Give back exactly the lines that run from the beginning of the entries to the line containing "impl From<CrawlError> for", both included, and nothing else.
......
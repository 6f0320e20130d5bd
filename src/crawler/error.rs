//! Error types for the crawler module

use crate::error::Error as CrateError;
use thiserror::Error;

/// Error type for crawler operations
#[derive(Debug, Error)]
pub enum CrawlError {
    /// Transport-level HTTP failure (timeout, reset, DNS)
    #[error("network error: {0}")]
    Network(reqwest::Error),

    /// Non-success HTTP status
    #[error("HTTP status {status} for {url}")]
    Status {
        /// HTTP status code
        status: u16,
        /// URL that produced the status
        url: String,
    },

    /// URL parsing error
    #[error("URL parsing error: {0}")]
    UrlParse(#[from] url::ParseError),

    /// A pagination page failed during category aggregation
    #[error("aggregation error: {0}")]
    Aggregation(String),

    /// Sitemap could not be parsed
    #[error("sitemap error: {0}")]
    Sitemap(String),

    /// No seed or sitemap URL could be reached at startup
    #[error("seed unreachable: {0}")]
    SeedUnreachable(String),
}

impl CrawlError {
    /// Whether the failure class warrants a retry
    ///
    /// Transport errors (timeouts, connection resets, DNS failures) and 5xx
    /// statuses are retriable; 4xx statuses and everything else fail fast.
    pub fn is_retriable(&self) -> bool {
        match self {
            CrawlError::Network(_) => true,
            CrawlError::Status { status, .. } => *status >= 500,
            _ => false,
        }
    }
}

impl From<CrawlError> for CrateError {
    fn from(err: CrawlError) -> Self {
        match err {
            CrawlError::Network(e) => CrateError::Http(e),
            CrawlError::UrlParse(e) => CrateError::Other(format!("URL parse error: {}", e)),
            _ => CrateError::Crawl(err.to_string()),
        }
    }
}

#[cfg(test)]
mod tests {
    use super::*;

    #[test]
    fn test_status_retriability_splits_on_500() {
        let server_side = CrawlError::Status {
            status: 503,
            url: "https://example.com/".to_string(),
        };
        let client_side = CrawlError::Status {
            status: 404,
            url: "https://example.com/missing".to_string(),
        };

        assert!(server_side.is_retriable());
        assert!(!client_side.is_retriable());
    }

    #[test]
    fn test_non_fetch_errors_are_not_retriable() {
        assert!(!CrawlError::Aggregation("page 2 failed".to_string()).is_retriable());
        assert!(!CrawlError::Sitemap("bad xml".to_string()).is_retriable());
    }
}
......
Exercise answer:
repository 6f0320e20130d5bd
filename src/crawler/error.rs
//! Error types for the crawler module

use crate::error::Error as CrateError;
use thiserror::Error;

/// Error type for crawler operations
#[derive(Debug, Error)]
pub enum CrawlError {
    /// Transport-level HTTP failure (timeout, reset, DNS)
    #[error("network error: {0}")]
    Network(reqwest::Error),

    /// Non-success HTTP status
    #[error("HTTP status {status} for {url}")]
    Status {
        /// HTTP status code
        status: u16,
        /// URL that produced the status
        url: String,
    },

    /// URL parsing error
    #[error("URL parsing error: {0}")]
    UrlParse(#[from] url::ParseError),

    /// A pagination page failed during category aggregation
    #[error("aggregation error: {0}")]
    Aggregation(String),

    /// Sitemap could not be parsed
    #[error("sitemap error: {0}")]
    Sitemap(String),

    /// No seed or sitemap URL could be reached at startup
    #[error("seed unreachable: {0}")]
    SeedUnreachable(String),
}

impl CrawlError {
    /// Whether the failure class warrants a retry
    ///
    /// Transport errors (timeouts, connection resets, DNS failures) and 5xx
    /// statuses are retriable; 4xx statuses and everything else fail fast.
    pub fn is_retriable(&self) -> bool {
        match self {
            CrawlError::Network(_) => true,
            CrawlError::Status { status, .. } => *status >= 500,
            _ => false,
        }
    }
}

impl From<CrawlError> for CrateError {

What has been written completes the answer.